Ode to a Laptop Screen (Neither Greek nor an Urn)

Ode to a Laptop Screen

(With further apologies to Keat's Ode on a Grecian Urn)
How still the keyboard sits in quietness,
The bastard-child of touch and typist time,
Selectric’s history, now faster express
A speedy tale of PCs in our rhyme:
What typist’s legend haunts about thy shape
Of dictation tedious stories told?
The processing of words on screen
Stopped the tedious hard print cold!
Of liquid paper and self correcting tape,
Ancient carbon paper, what do those mean?

Hard memories are sweet, but those with speed
Are sweeter still, so see that RAM is fast;
Not just the min but max of giga need,
With hertz to spare and memory to last
If lights go out. This byte-ful brain
Is more than scribing words to print:
Typewriters checked no words or syntax;
Editing and cleaning up’s a lesser strain
Though handwriting and spelling now are lax.
Each product is enriched by triple-W mint.

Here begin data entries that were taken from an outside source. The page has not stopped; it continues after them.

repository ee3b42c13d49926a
pub mod unicode;
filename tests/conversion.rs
//! Whole-pipeline tests over the sketches in tests/fixtures/.
//!
//! Each fixture is converted with default options; fixtures with a matching
//! `.expected.cpp` file must convert to exactly that text.

use std::collections::BTreeSet;
use std::fs;
use std::path::PathBuf;

use pretty_assertions::assert_eq;
use sketchpp::model::{ConvertOptions, LineOrigin, TokenKind};
use sketchpp::ops::convert;
use sketchpp::parse::span::count_lines;
use sketchpp::parse::{BraceFault, ConvertError, LiteralKind, mask};

fn fixture(name: &str) -> String {
    let path = PathBuf::from(env!("CARGO_MANIFEST_DIR"))
        .join("tests/fixtures")
        .join(name);
    fs::read_to_string(&path).unwrap_or_else(|e| panic!("{}: {}", path.display(), e))
}

const FIXTURES: &[&str] = &[
    "analog_read_serial.ino",
    "blink_helper.ino",
    "declared_helpers.ino",
    "mixed_preamble.ino",
];

// ---------------------------------------------------------------------------
// Expected outputs
// ---------------------------------------------------------------------------

#[test]
fn test_entry_points_only_sketch_is_unchanged() {
    let source = fixture("analog_read_serial.ino");
    let result = convert(&source, &ConvertOptions::default()).unwrap();
    assert_eq!(result.output, source);
    assert!(result.injected.is_empty());
    assert_eq!(result.insertion_line, None);
    for line in 1..=count_lines(&source) {
        assert_eq!(result.line_map.resolve(line), Some(LineOrigin::Input(line)));
    }
}

#[test]
fn test_helpers_defined_after_use_get_prototypes() {
    let source = fixture("blink_helper.ino");
    let result = convert(&source, &ConvertOptions::default()).unwrap();
    assert_eq!(result.output, fixture("blink_helper.expected.cpp"));

    let names: Vec<&str> = result.injected.iter().map(|s| s.name.as_str()).collect();
    assert_eq!(names, vec!["toggle", "wait"]);
    assert_eq!(result.insertion_line, Some(8));
    assert_eq!(result.line_map.resolve(7), Some(LineOrigin::Input(7)));
    assert_eq!(
        result.line_map.resolve(8),
        Some(LineOrigin::Synthetic { after: 7 })
    );
    assert_eq!(
        result.line_map.resolve(9),
        Some(LineOrigin::Synthetic { after: 7 })
    );
    assert_eq!(result.line_map.resolve(10), Some(LineOrigin::Input(8)));
}

#[test]
fn test_existing_prototypes_suppress_injection() {
    let source = fixture("declared_helpers.ino");
    let result = convert(&source, &ConvertOptions::default()).unwrap();
    assert_eq!(result.output, source);
    assert!(result.injected.is_empty());

    let extraction = sketchpp::ops::scan(&source, &ConvertOptions::default()).unwrap();
    let angle_for = extraction
        .definitions
        .iter()
        .find(|s| s.name == "angleFor")
        .unwrap();
    assert!(angle_for.declared);
}

#[test]
fn test_insertion_stays_above_comment_sharing_first_code_line() {
    let source = fixture("mixed_preamble.ino");
    let result = convert(&source, &ConvertOptions::default()).unwrap();
    assert_eq!(result.output, fixture("mixed_preamble.expected.cpp"));
    assert_eq!(result.insertion_line, Some(6));
}

#[test]
fn test_line_directive_follows_prototypes() {
    let source = fixture("blink_helper.ino");
    let options = ConvertOptions {
        line_directive: Some("blink_helper.ino".into()),
        ..ConvertOptions::default()
    };
    let result = convert(&source, &options).unwrap();
    let lines: Vec<&str> = result.output.lines().collect();
    assert_eq!(lines[7], "void toggle(int pin);");
    assert_eq!(lines[8], "static void wait(unsigned long ms);");
    assert_eq!(lines[9], "#line 8 \"blink_helper.ino\"");
    assert_eq!(lines[10], "const unsigned long PERIOD = 500;");
    assert_eq!(result.line_map.synthetic_lines(), 3);
}

#[test]
fn test_known_prototypes_count_as_declared() {
    let source = fixture("blink_helper.ino");
    let options = ConvertOptions {
        known_prototypes: BTreeSet::from(["toggle".to_string()]),
        ..ConvertOptions::default()
    };
    let result = convert(&source, &options).unwrap();
    assert_eq!(result.injected.len(), 1);
    assert_eq!(result.injected[0].prototype(), "static void wait(unsigned long ms);");
}

#[test]
fn test_prototypes_redeclare_without_conflict() {
    let source = "\
void setup() { say(); tick(); }
void loop() {}
void say(int p = 3) { (void)p; }
unsigned long tick() noexcept { return 0; }
";
    let result = convert(source, &ConvertOptions::default()).unwrap();
    let lines: Vec<&str> = result.output.lines().collect();
    assert_eq!(lines[0], "void say(int p);");
    assert_eq!(lines[1], "unsigned long tick() noexcept;");
    assert_eq!(lines[2], "void setup() { say(); tick(); }");
}

// ---------------------------------------------------------------------------
// Properties over every fixture
// ---------------------------------------------------------------------------

#[test]
fn test_output_line_count_matches_map() {
    for name in FIXTURES {
        let source = fixture(name);
        let result = convert(&source, &ConvertOptions::default()).unwrap();
        assert_eq!(result.line_map.input_lines, count_lines(&source), "{}", name);
        assert_eq!(result.line_map.output_lines, count_lines(&result.output), "{}", name);
        assert_eq!(
            result.line_map.synthetic_lines(),
            result.injected.len(),
            "{}",
            name
        );
    }
}

#[test]
fn test_mapped_lines_are_copied_verbatim() {
    for name in FIXTURES {
        let source = fixture(name);
        let result = convert(&source, &ConvertOptions::default()).unwrap();
        let input: Vec<&str> = source.lines().collect();
        for (i, out_line) in result.output.lines().enumerate() {
            match result.line_map.resolve(i + 1) {
                Some(LineOrigin::Input(n)) => assert_eq!(out_line, input[n - 1], "{}", name),
                Some(LineOrigin::Synthetic { .. }) => assert!(out_line.ends_with(");")),
                None => panic!("{}: output line {} unmapped", name, i + 1),
            }
        }
    }
}

#[test]
fn test_code_tokens_never_overlap_masked_text() {
    for name in FIXTURES {
        let source = fixture(name);
        let text = mask(&source).unwrap();
        assert_eq!(text.as_str().len(), source.len());
        for token in text.tokens() {
            if token.kind == TokenKind::CommentBoundary {
                assert!(token.span.is_empty());
                continue;
            }
            if token.kind == TokenKind::Directive {
                continue;
            }
            assert!(
                text.spans().iter().all(|m| !m.span.overlaps(&token.span)),
                "{}: token {:?} at {} overlaps a masked span",
                name,
                token.text,
                token.span
            );
        }
    }
}

#[test]
fn test_conversion_is_idempotent() {
    for name in FIXTURES {
        let source = fixture(name);
        let once = convert(&source, &ConvertOptions::default()).unwrap();
        let twice = convert(&once.output, &ConvertOptions::default()).unwrap();
        assert_eq!(twice.output, once.output, "{}", name);
        assert!(twice.injected.is_empty());
    }
}

// ---------------------------------------------------------------------------
// Failures
// ---------------------------------------------------------------------------

#[test]
fn test_unterminated_string_aborts() {
    let source = "void setup() {\n  Serial.print(\"oops);\n}\n";
    let err = convert(source, &ConvertOptions::default()).unwrap_err();
    match err {
        ConvertError::UnterminatedLiteral { kind, span } => {
            assert_eq!(kind, LiteralKind::String);
            assert_eq!((span.line, span.column), (2, 16));
            assert_eq!(span.len(), 1);
        }
        other => panic!("unexpected error: {}", other),
    }
}

#[test]
fn test_missing_close_brace_reports_opening_brace() {
    let source = "void setup() {\n  if (x) {\n    go();\n}\n";
    let err = convert(source, &ConvertOptions::default()).unwrap_err();
    match err {
        ConvertError::UnbalancedBraces(BraceFault::UnclosedAtEof { open, .. }) => {
            assert_eq!(open.line, 1);
        }
        other => panic!("unexpected error: {}", other),
    }
}

#[test]
fn test_braces_inside_literals_do_not_count() {
    let source = "void setup() {\n  char c = '}';\n  const char *s = \"{{\";\n}\nvoid loop() {}\n";
    let result = convert(source, &ConvertOptions::default()).unwrap();
    assert_eq!(result.output, source);
}
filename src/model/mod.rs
pub mod config;
pub mod conversion;
pub mod line_map;
pub mod signature;
pub mod token;

pub use config::*;
pub use conversion::*;
pub use line_map::*;
pub use signature::*;
pub use token::*;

Ah happy, happy search that has a spread
Of information never seen before,
To questions strange we once did dread:
Answers accumulate and more and more.
Oh happy internet with many useful sites
For ever up and there to be enjoy’d
From sciences and hobbies, to habits weird
Freedom’s reaching new populist heights:
Ever ready, for many purposes employed.
(What Whole Earth Catalog pioneered ?)

Where goest we in this computer age?
To what employ these screens and text?
Social media reflect common ills and rage,
Children’s online uses have adults perplexed.
Spleen notes burst, bigotry explodes online,
Facebook flames and Twitter tiffs
Are constant proof of obvious hates
Posts can span the odious to sublime
Most reactions and submissions are riffs
Of common prejudices, all that irates.

O Laptop! My work & play partner dear,
How helpful two-score years ago you’d been
When college papers had me filled with fear.
With online resources, five footnotes are thin.
Optimist genes drive me to vision of hope:
When old age shall this generation waste,
The net shall remain, in midst of other woe
Than ours, a friend to man, to whom thou say’st,
“Seek out the truth, that’s your duty, --that is all
Ye search online, and all ye need to know.”